The group is essentially post-career boomers who spent much of their lives in corporate offices, long before the threat of 1.5 degrees, carbon emissions and micro-plastics became the backdrop to all decision-making. Of course, many in the group planned to travel the globe when they jumped off the corporate treadmill. But raging wildfires, floods and extreme global weather trends have forced many of us to rethink those plans as we hand over a much-damaged planet to the next generation.

Our climate change group meets regularly on Zoom, and we tackle issues ranging from home retrofitting and EVs to the green energy economy and eco optimism.

Desperate for a dose of that sunny optimism, I suggested the group might want to put WINE under the climate change microscope – per my last blog post. The leadership team smiled, raised a glass and promptly said ‘over to you’.

My first interview with Steve Matthiasson.
Spring mustard ‘cover crop’ at Matthiasson Wine’s Linda Vineyard in Napa Valley. “We want green growing on every square inch of the vineyard to sequester carbon.” Steve Matthiasson.

Who to invite to the panel?

Fellow Canadian and fellow Winnipeger – Steve Matthiasson of Matthiasson Wines in Napa Valley was an obvious choice. I interviewed Steve in 2019, and his deep commitment to sustainable winegrowing and certified organic farming was off-the-charts uplifting for me. What’s more, his deliciously refreshing, low-intervention Napa wines, have resurrected the classic, food-friendly styles that earned Napa a place on the global wine list back in 1976 (Judgement of Paris).

Of course, drinking local and drinking sustainably is critically important to managing our personal carbon footprint. In Ontario, we’re extraordinarily fortunate to have a bevy of wine regions making outstanding cool climate artisan wines.  Andrea Kaiser – Chair of Sustainable Winegrowing Ontario (#SWO) and a winemaker herself – led the SWO certification revitalization program in 2022. Andrea joined us to explain SWO and her plans for Ontario’s next generation sustainable certification (measuring and quantifying carbon emissions!!).

Our goal? To encourage you to think about the environment when you drink wine

Yes Virginia, there are more responsible ways to drink wine, and no, that’s not an oxymoron. A few things to think about….

Bottles and transportation are the most carbon intensive part of the winemaking process and use a lot of planet-warming fossil fuels, so start by buying local.

Support growers and winemakers who have an eco-mindset and consider environmental and climate impacts at every turn. Does the producer use chemically intensive agriculture like synthetic fertilizers, pesticides and herbicides? What water, waste, soil health, cover-cropping, pest and biodiversity management practices are employed?
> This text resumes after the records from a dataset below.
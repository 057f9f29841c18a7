//! Quote publishing pipeline.
//!
//! Finds a random quote in the Wikiquote category of the requested language,
//! links it to its source page, attaches a Pixabay image when one matches the
//! quote's theme, and tweets it.

use log::{debug, info, warn};
use rand::rngs::StdRng;
use rand::{Rng, SeedableRng};
use reqwest::Client;
use std::path::{Path, PathBuf};
use tokio::io::AsyncWriteExt;

use crate::config::{AppConfig, TwitterConfig};
use crate::pixabay::find_image;
use crate::twitter::{post_tweet, upload_media, TweetReference};
use crate::wikiquote::{
    find_quote_from_category, FoundQuote, WikiSource, WikiquoteClient, MAX_TWEET_LENGTH,
};

/// Characters Twitter charges for a link once it is shortened to t.co.
pub const MAX_TCO_URL_LENGTH: usize = 20;

/// Languages the bot tweets in. Each one searches its own Wikiquote site.
#[derive(Debug, Clone, Copy, PartialEq, Eq)]
pub enum Language {
    English,
    Spanish,
    Portuguese,
}

impl Language {
    /// Maps a lowercase ISO-639-1 code to a language; unsupported codes fall back to English.
    ///
    /// The trigger endpoint selects languages by click type; this is the entry
    /// point for library callers that select them by code.
    pub fn from_code(code: &str) -> Self {
        match code {
            "es" => Language::Spanish,
            "pt" => Language::Portuguese,
            "en" => Language::English,
            other => {
                warn!("Unsupported language '{}', falling back to English", other);
                Language::English
            }
        }
    }

    /// The ISO-639-1 code, also the subdomain of the Wikiquote site.
    pub fn code(self) -> &'static str {
        match self {
            Language::English => "en",
            Language::Spanish => "es",
            Language::Portuguese => "pt",
        }
    }

    /// The Wikiquote category searched for quotes.
    pub fn category(self) -> &'static str {
        match self {
            Language::English => "Virtues",
            Language::Spanish => "Virtudes",
            Language::Portuguese => "Sentimentos",
        }
    }
}

/// URL of the Wikiquote page a quote was taken from.
pub fn quote_source_url(theme: &str, language: Language) -> String {
    format!(
        "https://{}.wikiquote.org/{}",
        language.code(),
        urlencoding::encode(&theme.replace(' ', "_"))
    )
}

/// Builds the tweet text: the quote, followed by its source link when the link fits.
pub fn compose_message(quote: &FoundQuote, language: Language) -> String {
    let mut message = quote.text.clone();
    if message.chars().count() < MAX_TWEET_LENGTH - MAX_TCO_URL_LENGTH {
        message.push(' ');
        message.push_str(&quote_source_url(&quote.theme, language));
    }
    message
}

/// File name for a downloaded image: the last path segment of its URL.
pub(crate) fn image_file_name(
    image_url: &str,
) -> Result<String, Box<dyn std::error::Error + Send + Sync>> {
    let url = url::Url::parse(image_url)?;
    url.path_segments()
        .and_then(|mut segments| segments.next_back())
        .filter(|name| !name.is_empty())
        .map(str::to_string)
        .ok_or_else(|| format!("Image URL has no file name: {}", image_url).into())
}

/// Download path for an image: its file name behind a random prefix, so
/// overlapping runs that picked the same image never share a file.
pub(crate) fn temp_image_path<R: Rng + ?Sized>(
    temp_dir: &Path,
    image_url: &str,
    rng: &mut R,
) -> Result<PathBuf, Box<dyn std::error::Error + Send + Sync>> {
    let name = image_file_name(image_url)?;
    Ok(temp_dir.join(format!("{:016x}-{}", rng.gen::<u64>(), name)))
}

/// A downloaded image that is deleted from disk when dropped.
#[derive(Debug)]
pub struct TempImage {
    path: PathBuf,
}

impl TempImage {
    /// Takes ownership of the file at `path`.
    pub fn new(path: PathBuf) -> Self {
        TempImage { path }
    }

    /// Creates an empty file at `path` and takes ownership of it.
    ///
    /// Fails if `path` already exists, leaving that file alone.
    pub async fn create(
        path: PathBuf,
    ) -> Result<(Self, tokio::fs::File), Box<dyn std::error::Error + Send + Sync>> {
        let file = tokio::fs::OpenOptions::new()
            .write(true)
            .create_new(true)
            .open(&path)
            .await?;
        Ok((TempImage::new(path), file))
    }

    /// Downloads `image_url` into `temp_dir`, streaming it to disk chunk by chunk.
    ///
    /// The guard exists before the request is sent, so a failed download
    /// leaves no partial file behind.
    pub async fn download<R: Rng + ?Sized>(
        client: &Client,
        image_url: &str,
        temp_dir: &Path,
        rng: &mut R,
    ) -> Result<Self, Box<dyn std::error::Error + Send + Sync>> {
        let path = temp_image_path(temp_dir, image_url, rng)?;
        let (image, mut file) = TempImage::create(path).await?;

        let mut response = client.get(image_url).send().await?.error_for_status()?;
        let mut written = 0;

        while let Some(chunk) = response.chunk().await? {
            file.write_all(&chunk).await?;
            written += chunk.len();
        }
        file.flush().await?;

        debug!("Downloaded {} bytes to {}", written, image.path.display());
        Ok(image)
    }

    pub fn path(&self) -> &Path {
        &self.path
    }
}

impl Drop for TempImage {
    fn drop(&mut self) {
        match std::fs::remove_file(&self.path) {
            Ok(()) => debug!("Removed temporary image {}", self.path.display()),
            Err(e) if e.kind() == std::io::ErrorKind::NotFound => {}
            Err(e) => warn!(
                "Failed to remove temporary image {}: {}",
                self.path.display(),
                e
            ),
        }
    }
}

/// The services a composed quote passes through on its way to a tweet.
#[allow(async_fn_in_trait)]
pub trait QuoteOutlet {
    /// Finds an image for `theme`; `Ok(None)` when nothing matched.
    async fn find_image<R: Rng + ?Sized>(
        &mut self,
        theme: &str,
        language: Language,
        rng: &mut R,
    ) -> Result<Option<String>, Box<dyn std::error::Error + Send + Sync>>;

    /// Downloads an image into a temporary file owned by the returned guard.
    async fn download_image<R: Rng + ?Sized>(
        &mut self,
        image_url: &str,
        rng: &mut R,
    ) -> Result<TempImage, Box<dyn std::error::Error + Send + Sync>>;

    /// Uploads an image and returns its media ID.
    async fn upload_image(
        &mut self,
        path: &Path,
    ) -> Result<String, Box<dyn std::error::Error + Send + Sync>>;

    /// Posts a tweet with the given media attached.
    async fn post(
        &mut self,
        message: &str,
        media_ids: &[String],
    ) -> Result<TweetReference, Box<dyn std::error::Error + Send + Sync>>;
}

/// Pixabay for images, Twitter for media and tweets.
///
/// Holds its own copy of the Twitter credentials, so a token refreshed during
/// one run stays local to that run.
pub struct TwitterOutlet<'a> {
    client: Client,
    pixabay_key: &'a str,
    temp_dir: &'a Path,
    twitter: TwitterConfig,
}

impl<'a> TwitterOutlet<'a> {
    pub fn new(config: &'a AppConfig) -> Self {
        TwitterOutlet {
            client: Client::new(),
            pixabay_key: &config.pixabay_key,
            temp_dir: &config.temp_dir,
            twitter: config.twitter.clone(),
        }
    }
}

impl QuoteOutlet for TwitterOutlet<'_> {
    async fn find_image<R: Rng + ?Sized>(
        &mut self,
        theme: &str,
        language: Language,
        rng: &mut R,
    ) -> Result<Option<String>, Box<dyn std::error::Error + Send + Sync>> {
        find_image(&self.client, self.pixabay_key, theme, language.code(), rng).await
    }

    async fn download_image<R: Rng + ?Sized>(
        &mut self,
        image_url: &str,
        rng: &mut R,
    ) -> Result<TempImage, Box<dyn std::error::Error + Send + Sync>> {
        TempImage::download(&self.client, image_url, self.temp_dir, rng).await
    }

    async fn upload_image(
        &mut self,
        path: &Path,
    ) -> Result<String, Box<dyn std::error::Error + Send + Sync>> {
        upload_media(&mut self.twitter, path).await
    }

    async fn post(
        &mut self,
        message: &str,
        media_ids: &[String],
    ) -> Result<TweetReference, Box<dyn std::error::Error + Send + Sync>> {
        post_tweet(&mut self.twitter, message, media_ids).await
    }
}

/// Finds a quote in the language's category and publishes it through `outlet`.
///
/// The tweet carries an image when the image search finds one and is text only
/// otherwise. A failed image search is logged and treated as no image; any
/// other failure aborts the run. The downloaded image is removed before this
/// returns, whatever the outcome.
///
/// # Returns
///
/// - `Ok(Some(TweetReference))`: The posted tweet
/// - `Ok(None)`: No quote was found, nothing was posted
/// - `Err(...)`: If a Wikiquote, download, upload or posting request failed
pub async fn publish_quote<S, O, R>(
    source: &S,
    outlet: &mut O,
    language: Language,
    rng: &mut R,
) -> Result<Option<TweetReference>, Box<dyn std::error::Error + Send + Sync>>
where
    S: WikiSource,
    O: QuoteOutlet,
    R: Rng + ?Sized,
{
    let quote = match find_quote_from_category(source, language.category(), rng).await? {
        Some(quote) => quote,
        None => {
            warn!(
                "Could not find a tweetable quote in category '{}'",
                language.category()
            );
            return Ok(None);
        }
    };

    let message = compose_message(&quote, language);
    info!(
        "Tweeting message ({} chars): {}",
        message.chars().count(),
        message
    );

    let image_url = match outlet.find_image(&quote.theme, language, rng).await {
        Ok(url) => url,
        Err(e) => {
            warn!("Image search for theme {} failed: {}", quote.theme, e);
            None
        }
    };

    let tweet = match image_url {
        Some(image_url) => {
            info!(
                "Found image for theme {} in language {}",
                quote.theme,
                language.code()
            );
            let image = outlet.download_image(&image_url, rng).await?;
            info!("Found image file at {}", image.path().display());

            let media_id = outlet.upload_image(image.path()).await?;
            outlet.post(&message, &[media_id]).await?
        }
        None => {
            warn!(
                "Could not find image for theme {} in language {}",
                quote.theme,
                language.code()
            );
            outlet.post(&message, &[]).await?
        }
    };

    info!("Tweet published at {}", tweet.url());
    Ok(Some(tweet))
}

/// Tweets an inspirational quote in the specified language.
///
/// Randomly searches the language's Wikiquote category for a tweetable quote
/// and searches pixabay.com for an image matching the quote's theme. See
/// [`publish_quote`] for how the outcome is reported.
pub async fn tweet_inspirational_quote(
    config: &AppConfig,
    language: Language,
) -> Result<Option<TweetReference>, Box<dyn std::error::Error + Send + Sync>> {
    let mut rng = StdRng::from_entropy();
    let wiki = WikiquoteClient::new(language.code());
    let mut outlet = TwitterOutlet::new(config);

    info!(
        "Searching category '{}' on {}",
        language.category(),
        wiki.api_url()
    );
    publish_quote(&wiki, &mut outlet, language, &mut rng).await
}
Do they have a carbon emissions plan? When will they be carbon neutral? Do their bottles contain recycled glass?  Are they transitioning their wines to lighter bottles? Are shipping materials (i.e. -cardboard, labels) produced from recycled materials and is the producer introducing packaging formats (keg, bag-in-box, cans) that reduce carbon emissions?  

Please enjoy the discussion – and thanks to Karen Robbins and Caroline Taylor of CALL for their help in coordinating this learning session.